Он видел, что распятие торчит в углу дивана вниз головой и что Марина, замолчав, тщательно намазывает бисквит вареньем. Эти мелочи заставили Самгина почувствовать себя разочарованным, точно Марина отняла у него какую-то смутную надежду.
— Все это слишком премудро и… далеко от меня, — сказал он и хотел усмехнуться, но усмешка у него не вышла, а Марина — усмехнулась снисходительно.
— Вижу, что скушно тебе.
— И, в сущности, — что же ты сказала о себе?
— Сказала все, что следовало…
Он спросил ее пренебрежительно и насмешливо, желая рассердить этим, а она ответила в тоне человека, который не хочет спорить и убеждать, потому что ленится.
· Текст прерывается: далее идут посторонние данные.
//! Convenience re-exports for agent host glue.

pub use crate::merge::ExecFileLoader;
pub use crate::options::AgentOptions;
pub use crate::transform::{ClassFormatError, ClassIdentity, CoverageTransformer};
pub use crate::wildcard::WildcardMatcher;
pub use crate::{
    ClassHandle, ClassLoader, ExceptionLogger, Instrumenter, ProbeRuntime, TracingExceptionLogger,
};
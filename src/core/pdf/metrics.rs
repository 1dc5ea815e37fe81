use crate::domain::ports::TextMeasure;

/// Helvetica ascender, as a fraction of the font size.
pub const HELVETICA_ASCENT: f64 = 0.718;
/// (ascender - descender + line gap) / 1000 for Helvetica.
pub const HELVETICA_LINE_HEIGHT: f64 = 1.156;

const DEFAULT_GLYPH_WIDTH: u16 = 556;

// AFM advance widths for WinAnsi codes 32..=126
const HELVETICA_ASCII_WIDTHS: [u16; 95] = [
    278, 278, 355, 556, 556, 889, 667, 191, 333, 333, 389, 584, 278, 333, 278, 278, // ' ' .. '/'
    556, 556, 556, 556, 556, 556, 556, 556, 556, 556, // '0' .. '9'
    278, 278, 584, 584, 584, 556, 1015, // ':' .. '@'
    667, 667, 722, 722, 667, 611, 778, 722, 278, 500, 667, 556, 833, // 'A' .. 'M'
    722, 778, 667, 778, 722, 667, 611, 722, 667, 944, 667, 667, 611, // 'N' .. 'Z'
    278, 278, 278, 469, 556, 333, // '[' .. '`'
    556, 556, 500, 556, 556, 278, 556, 556, 222, 222, 500, 222, 833, // 'a' .. 'm'
    556, 556, 556, 556, 333, 500, 278, 556, 500, 722, 500, 500, 500, // 'n' .. 'z'
    334, 260, 334, 584, // '{' .. '~'
];

// AFM advance widths for WinAnsi codes 128..=255. Unassigned codes (0x81,
// 0x8D, 0x8F, 0x90, 0x9D) carry the default width.
const HELVETICA_HIGH_WIDTHS: [u16; 128] = [
    556, 556, 222, 556, 333, 1000, 556, 556, 333, 1000, 667, 333, 1000, 556, 611, 556, // 0x80
    556, 222, 222, 333, 333, 350, 556, 1000, 333, 1000, 500, 333, 944, 556, 500, 667, // 0x90
    278, 333, 556, 556, 556, 556, 260, 556, 333, 737, 370, 556, 584, 333, 737, 333, // 0xA0
    400, 584, 333, 333, 333, 556, 537, 278, 333, 333, 365, 556, 834, 834, 834, 611, // 0xB0
    667, 667, 667, 667, 667, 667, 1000, 722, 667, 667, 667, 667, 278, 278, 278, 278, // 0xC0
    722, 722, 778, 778, 778, 778, 778, 584, 778, 722, 722, 722, 722, 667, 667, 611, // 0xD0
    556, 556, 556, 556, 556, 556, 889, 500, 556, 556, 556, 556, 278, 278, 278, 278, // 0xE0
    556, 556, 556, 556, 556, 556, 556, 584, 611, 556, 556, 556, 556, 500, 556, 500, // 0xF0
];

/// WinAnsi slots 0x80..=0x9F hold typographic characters instead of the
/// C1 controls Latin-1 puts there.
fn win_ansi_special(c: char) -> Option<u8> {
    let code = match c {
        '\u{20AC}' => 0x80, // euro
        '\u{201A}' => 0x82,
        '\u{0192}' => 0x83,
        '\u{201E}' => 0x84,
        '\u{2026}' => 0x85, // ellipsis
        '\u{2020}' => 0x86,
        '\u{2021}' => 0x87,
        '\u{02C6}' => 0x88,
        '\u{2030}' => 0x89,
        '\u{0160}' => 0x8A,
        '\u{2039}' => 0x8B,
        '\u{0152}' => 0x8C,
        '\u{017D}' => 0x8E,
        '\u{2018}' => 0x91, // quotes
        '\u{2019}' => 0x92,
        '\u{201C}' => 0x93,
        '\u{201D}' => 0x94,
        '\u{2022}' => 0x95,
        '\u{2013}' => 0x96, // en dash
        '\u{2014}' => 0x97, // em dash
        '\u{02DC}' => 0x98,
        '\u{2122}' => 0x99,
        '\u{0161}' => 0x9A,
        '\u{203A}' => 0x9B,
        '\u{0153}' => 0x9C,
        '\u{017E}' => 0x9E,
        '\u{0178}' => 0x9F,
        _ => return None,
    };
    Some(code)
}

/// Maps text onto single-byte WinAnsi codes. Latin-1 characters keep their
/// code point and the WinAnsi extras get their 0x80..=0x9F slot. Control
/// characters become spaces, anything else becomes `?`.
pub fn encode_win_ansi(text: &str) -> Vec<u8> {
    text.chars()
        .map(|c| match c as u32 {
            0x20..=0x7E | 0xA0..=0xFF => c as u32 as u8,
            _ if c.is_control() => b' ',
            _ => win_ansi_special(c).unwrap_or(b'?'),
        })
        .collect()
}

fn glyph_width(code: u8) -> u16 {
    match code {
        0x20..=0x7E => HELVETICA_ASCII_WIDTHS[(code - 0x20) as usize],
        0x80..=0xFF => HELVETICA_HIGH_WIDTHS[(code - 0x80) as usize],
        _ => DEFAULT_GLYPH_WIDTH,
    }
}

/// Standard base-14 Helvetica measured at a fixed size.
#[derive(Debug, Clone, Copy, PartialEq)]
pub struct HelveticaMetrics {
    pub font_size: f64,
}

impl HelveticaMetrics {
    pub fn new(font_size: f64) -> Self {
        Self { font_size }
    }

    pub fn ascent(&self) -> f64 {
        HELVETICA_ASCENT * self.font_size
    }

    pub fn line_height(&self) -> f64 {
        HELVETICA_LINE_HEIGHT * self.font_size
    }
}

impl TextMeasure for HelveticaMetrics {
    fn width_of(&self, text: &str) -> f64 {
        let units: u32 = encode_win_ansi(text)
            .into_iter()
            .map(|code| u32::from(glyph_width(code)))
            .sum();
        f64::from(units) * self.font_size / 1000.0
    }
}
Самгин почувствовал, что она вложила в свои. слова больше пренебрежения, чем он в свой вопрос, и оно у нее — естественнее. Скушав бисквит, она облизнула губы, и снова заклубился дым ее речи:
— Вы, интеллигенты, в статистику уверовали: счет, мера, вес! Это все равно, как поклоняться бесенятам, забыв о Сатане…
— Кто же Сатана?
— Разум, конечно.
— Эх, Марина, до чего это старо, плоско, — сказал Самгин, вздыхая.
— Исконно русское, народное. А вы — что придумали? Конституцию? Чем же и как поможет конституция смертной-то скуке твоей?
— Я о смерти не думаю.
— Скука и есть смерть. Потому и не думаешь, что перестал жить.
Сказав это, она взяла распятие и вышла в магазин.
«Конечно, она живет не этой чепухой», — сердито решил Самгин, проводив глазами ее статную фигуру. Осмотрел уютное логовище ее, окованную полосами железа дверь во двор и живо представил, как Марина, ночуя здесь, открывает дверь любовнику.
«Вот это — достоверно!»
Затем он решил, что завтра уедет в Москву и потом в Крым.
— Слушай-ко, что я тебе скажу, — заговорила Марина, гремя ключами, становясь против его. И, каждым словом удивляя его, она деловито предложила: не хочет ли он обосноваться здесь, в этом городе? Она уверена, что ему безразлично, где жить…
— Почему ты так думаешь?
— Городок — тихий, спокойный, — продолжала она, не ответив ему. — Жизнь дешевая. Я бы поручила тебе кое-какие мои делишки в суде, подыскала бы практику, устроила квартиру. Ну — как?
— Предложение — неожиданное, и… надо сообразить, — сказал Самгин, чувствуя, что его удивление становится похожим на робость.
— Сообрази. А теперь — отпусти меня, поеду губернаторшу утешать. У нас губернаторша — сестра губернатора, он был вдовец, и она вертела его, как веретено.
Говоря, она одевалась. Вышли на двор. Марина заперла железную дверь большим старинным ключом и спрятала его в муфту. Двор был маленький, тесный, и отовсюду на него смотрели окна, странно стесняя Сангина.